Gücünün Yettiği Kadar Allah'tan Korkmak
Öyleyse güç yetirebildiğiniz kadar Allah'tan korkup-sakının, dinleyin ve itaat edin... (Tegabün Suresi, 16)
Allah Kuran'da insanlara sonsuz
kudretini, makamının yüceliğini ve üstünlüğünü, Kendisi'ne karşı
gelenler için hazırladığı azabın şiddetini ve büyüklüğünü detaylı olarak
anlatmıştır. Artık bundan sonra kişiye düşen bu gerçekleri samimi
olarak ve derin derin tefekkür etmesi, niyetinde ve yaptığı işlerde hep
bu gerçeklerin bilincinde bir tavır göstermesidir. Bunu da ayette
belirtildiği gibi gücünün yettiği derecede yapmaya çalışmalıdır. Yani
gücünün yettiğince Allah'ın büyüklüğünü takdir etmeli, gücü yettiğince
Rabbimiz'in tehdit ettiği azabın -cehennem azabının- büyüklüğünü,
boyutlarını ve sonsuzluğunu tefekkür etmelidir. Bunun sonucunda kalbinde
doğal olarak Allah korkusu oluşacaktır. Böylece mümin Kuran'da
emredilen ibadetleri yapmamaktan, haram kılınan şeyleri ise yapmaktan
gücü yettiğince korkup sakınacaktır. Zira korkup sakınacağı şeyler de
Kuran'da kendisine detaylı olarak bildirilmiştir:
Böylece Biz onu, Arapça bir
Kur'an olarak indirdik ve onda korkulacak şeyleri türlü şekillerde
açıkladık; umulur ki korkup-sakınırlar ya da onlar için düşünme
(yeteneğini) oluşturur. (Taha Suresi, 113)

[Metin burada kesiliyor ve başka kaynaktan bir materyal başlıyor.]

// Backblaze B2 Rust Library
// Copyright 2025 backblaze-rs Authors
//
// Licensed under the Apache License, Version 2.0 (the "License");
// you may not use this file except in compliance with the License.
// You may obtain a copy of the License at
//
//     http://www.apache.org/licenses/LICENSE-2.0
//
// Unless required by applicable law or agreed to in writing, software
// distributed under the License is distributed on an "AS IS" BASIS,
// WITHOUT WARRANTIES OR CONDITIONS OF ANY KIND, either express or implied.
// See the License for the specific language governing permissions and
// limitations under the License.

use crate::b2::error::ValidationErr;
use crate::b2::header_constants::B2_API_PREFIX;
use std::fmt;
use std::str::FromStr;

/// API endpoint of an authorized account, e.g. `https://api000.backblazeb2.com`.
///
/// Only scheme, host and port are kept; operation paths are appended by
/// [`BaseUrl::build_url`].
#[derive(Clone, Debug, PartialEq, Eq)]
pub struct BaseUrl {
    pub https: bool,
    pub host: String,
    pub port: u16,
}

impl BaseUrl {
    /// Returns the URL of the given API operation.
    pub fn build_url(&self, operation: &str) -> String {
        format!("{self}{B2_API_PREFIX}/{operation}")
    }

    pub fn host_header_value(&self) -> String {
        if self.port > 0 {
            return format!("{}:{}", self.host, self.port);
        }
        self.host.clone()
    }
}

impl fmt::Display for BaseUrl {
    fn fmt(&self, f: &mut fmt::Formatter) -> fmt::Result {
        if self.https {
            f.write_str("https://")?;
        } else {
            f.write_str("http://")?;
        }
        f.write_str(&self.host_header_value())
    }
}

impl FromStr for BaseUrl {
    type Err = ValidationErr;

    /// Parses a base URL; the scheme defaults to https when omitted.
    fn from_str(s: &str) -> Result<Self, Self::Err> {
        let invalid = |reason: &str| ValidationErr::InvalidBaseUrl {
            url: s.to_string(),
            reason: reason.to_string(),
        };

        let trimmed = s.trim();
        if trimmed.is_empty() {
            return Err(invalid("empty URL"));
        }

        let with_scheme = if trimmed.contains("://") {
            trimmed.to_string()
        } else {
            format!("https://{trimmed}")
        };

        let url = url::Url::parse(&with_scheme).map_err(|e| invalid(&e.to_string()))?;

        let https = match url.scheme() {
            "https" => true,
            "http" => false,
            other => return Err(invalid(&format!("unsupported scheme '{other}'"))),
        };

        let host = url
            .host_str()
            .filter(|h| !h.is_empty())
            .ok_or_else(|| invalid("missing host"))?
            .to_string();

        if !url.query().unwrap_or_default().is_empty() {
            return Err(invalid("query parameters are not allowed"));
        }

        Ok(BaseUrl {
            https,
            host,
            port: url.port().unwrap_or(0),
        })
    }
}

#[cfg(test)]
mod tests {
    use super::*;

    #[test]
    fn test_base_url_https() {
        let base_url: BaseUrl = "https://api000.backblazeb2.com".parse().unwrap();
        assert!(base_url.https);
        assert_eq!(base_url.host, "api000.backblazeb2.com");
        assert_eq!(base_url.port, 0);
        assert_eq!(
            base_url.build_url("b2_list_buckets"),
            "https://api000.backblazeb2.com/b2api/v2/b2_list_buckets"
        );
    }

    #[test]
    fn test_base_url_without_scheme_defaults_to_https() {
        let base_url: BaseUrl = "api001.backblazeb2.com".parse().unwrap();
        assert!(base_url.https);
        assert_eq!(base_url.to_string(), "https://api001.backblazeb2.com");
    }

    #[test]
    fn test_base_url_http_with_port() {
        let base_url: BaseUrl = "http://localhost:8180/".parse().unwrap();
        assert!(!base_url.https);
        assert_eq!(base_url.port, 8180);
        assert_eq!(base_url.host_header_value(), "localhost:8180");
        assert_eq!(
            base_url.build_url("b2_create_bucket"),
            "http://localhost:8180/b2api/v2/b2_create_bucket"
        );
    }

    #[test]
    fn test_base_url_path_is_dropped() {
        let base_url: BaseUrl = "https://api000.backblazeb2.com/b2api/v2".parse().unwrap();
        assert_eq!(
            base_url.build_url("b2_delete_bucket"),
            "https://api000.backblazeb2.com/b2api/v2/b2_delete_bucket"
        );
    }

    #[test]
    fn test_base_url_invalid() {
        assert!("".parse::<BaseUrl>().is_err());
        assert!("ftp://example.com".parse::<BaseUrl>().is_err());
        assert!("https://example.com/?a=b".parse::<BaseUrl>().is_err());
        assert!("https://".parse::<BaseUrl>().is_err());
    }
}
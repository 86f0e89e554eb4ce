// Backblaze B2 Rust Library
// Copyright 2025 backblaze-rs Authors
//
// Licensed under the Apache License, Version 2.0 (the "License");
// you may not use this file except in compliance with the License.
// You may obtain a copy of the License at
//
//     http://www.apache.org/licenses/LICENSE-2.0
//
// Unless required by applicable law or agreed to in writing, software
// distributed under the License is distributed on an "AS IS" BASIS,
// WITHOUT WARRANTIES OR CONDITIONS OF ANY KIND, either express or implied.
// See the License for the specific language governing permissions and
// limitations under the License.

//! # Backblaze B2 Rust Client (`backblaze`)
//!
//! This crate provides a strongly-typed, async interface to the bucket management
//! endpoints of the B2 cloud storage native API.
//!
//! Each supported operation has a corresponding request builder (e.g. [`b2::builders::CreateBucket`],
//! [`b2::builders::ListBuckets`]), configured through a fluent builder pattern.
//!
//! All request builders implement the [`b2::types::B2Api`] trait, which provides the async
//! [`send`](crate::b2::types::B2Api::send) method. Every call takes a
//! [`CancellationToken`](tokio_util::sync::CancellationToken); cancelling it aborts the
//! in-flight request with [`Error::Cancelled`](crate::b2::error::Error::Cancelled).
//!
//! ## Basic Usage
//!
//! ```no_run
//! use backblaze::b2::B2Client;
//! use backblaze::b2::creds::StaticProvider;
//! use backblaze::b2::http::BaseUrl;
//! use backblaze::b2::response_traits::HasBucket;
//! use backblaze::b2::types::{B2Api, BucketType};
//! use tokio_util::sync::CancellationToken;
//!
//! #[tokio::main]
//! async fn main() {
//!     let base_url: BaseUrl = "https://api000.backblazeb2.com".parse().unwrap();
//!     let client = B2Client::new(base_url, StaticProvider::new("account-id", "auth-token"), Default::default())
//!         .unwrap();
//!
//!     let cancel = CancellationToken::new();
//!     let resp = client
//!         .create_bucket("photos", BucketType::AllPrivate)
//!         .build()
//!         .send(&cancel)
//!         .await
//!         .expect("request failed");
//!
//!     println!("created bucket {}", resp.bucket().bucket_id);
//! }
//! ```
//!
//! ## Design
//! - Each API method on [`b2::client::B2Client`] returns a builder struct
//! - Builders implement [`b2::types::ToB2Request`] for request generation and [`b2::types::B2Api`] for execution
//! - Responses implement [`b2::types::FromB2Response`]; API errors are detected before any decoding

#![allow(clippy::result_large_err)]
pub mod b2;

#[cfg(test)]
#[macro_use]
extern crate quickcheck;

Burada belirtilmesi gereken çok
önemli bir nokta daha vardır: Allah korkusu elde edilmesi zor olan,
birtakım aşamalardan geçerek kazanılacak bir his değildir. Aksine şuuru
açık, düşünen her insanın aksi mümkün olmayacak şekilde derinden
hissettiği bir duygudur. Bir insanın gerçek Allah korkusunu elde
edebilmesi için tek bir samimi tefekkürü bile yeterli olabilir. Kişi
yalnızca bir an ölümü, ölümden sonra karşılaşacaklarını düşünüp, Allah'a
karşı saygı dolu bir korku hissedebilir. Bu, tamamen insanın
düşünmesine ve aklını kullanmasına bağlıdır.
İçi Saygı ile Titreyerek Korkmak
Allah diğer dünyevi korkularla
karıştırılmaması için, Kuran'da Kendisi'nden korkan bir müminin
hislerini ve ruh halini de tarif etmiştir. Müminin Allah korkusu başka
hiçbir korkuya benzemeyen, son derece içli ve saygı dolu bir korkudur.

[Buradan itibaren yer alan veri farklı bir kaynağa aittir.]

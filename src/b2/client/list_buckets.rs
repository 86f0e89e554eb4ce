// Backblaze B2 Rust Library
// Copyright 2025 backblaze-rs Authors
//
// Licensed under the Apache License, Version 2.0 (the "License");
// you may not use this file except in compliance with the License.
// You may obtain a copy of the License at
//
//     http://www.apache.org/licenses/LICENSE-2.0
//
// Unless required by applicable law or agreed to in writing, software
// distributed under the License is distributed on an "AS IS" BASIS,
// WITHOUT WARRANTIES OR CONDITIONS OF ANY KIND, either express or implied.
// See the License for the specific language governing permissions and
// limitations under the License.

use super::B2Client;
use crate::b2::builders::{ListBuckets, ListBucketsBldr};

impl B2Client {
    /// Creates a [`ListBuckets`] request builder.
    ///
    /// To execute the request, call [`ListBuckets::send()`](crate::b2::types::B2Api::send),
    /// which returns a [`Result`] containing a [`ListBucketsResponse`](crate::b2::response::ListBucketsResponse).
    ///
    /// # Example
    ///
    /// ```no_run
    /// use backblaze::b2::B2Client;
    /// use backblaze::b2::response::ListBucketsResponse;
    /// use backblaze::b2::types::B2Api;
    /// use tokio_util::sync::CancellationToken;
    ///
    /// #[tokio::main]
    /// async fn main() {
    ///     let client = B2Client::from_env().unwrap();
    ///     let resp: ListBucketsResponse = client
    ///         .list_buckets()
    ///         .build()
    ///         .send(&CancellationToken::new())
    ///         .await
    ///         .unwrap();
    ///     for bucket in resp.buckets() {
    ///         println!("{} {}", bucket.bucket_id, bucket.bucket_name);
    ///     }
    /// }
    /// ```
    pub fn list_buckets(&self) -> ListBucketsBldr {
        ListBuckets::builder().client(self.clone())
    }
}
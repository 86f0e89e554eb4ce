// Backblaze B2 Rust Library
// Copyright 2025 backblaze-rs Authors
//
// Licensed under the Apache License, Version 2.0 (the "License");
// you may not use this file except in compliance with the License.
// You may obtain a copy of the License at
//
//     http://www.apache.org/licenses/LICENSE-2.0
//
// Unless required by applicable law or agreed to in writing, software
// distributed under the License is distributed on an "AS IS" BASIS,
// WITHOUT WARRANTIES OR CONDITIONS OF ANY KIND, either express or implied.
// See the License for the specific language governing permissions and
// limitations under the License.

pub mod fake_server;
pub mod mock_transport;
pub mod test_context;
pub mod utils;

Bu korku diğer korkular gibi insana sıkıntı ve azap veren bir korku türü
değildir. Tam tersine, insana kulluğunu ve aczini hatırlatan, onun
aklını ve şuurunu açıp geliştiren, insanı çok üstün bir ahlak seviyesine
ulaştıran bir korkudur.
Bu korku müminin ahirete olan
özlemini artıran, ümit ve şevkini körükleyen bir korkudur. Allah
korkusu, müminin Allah'a olan yakınlığını ve sevgisini kat kat artıran,
ona büyük manevi hazlar yaşatan asil bir duygudur. Kuran'da iman
edenlerin taşıdıkları bu içli ve saygı dolu korkudan pek çok ayette
bahsedilir:
Gerçek şu ki, Rablerinden gayb
ile (O'nu görmedikleri halde) içleri titreyerek-korkanlara gelince;
onlar için bir bağışlanma ve büyük bir ecir vardır. (Mülk Suresi, 12)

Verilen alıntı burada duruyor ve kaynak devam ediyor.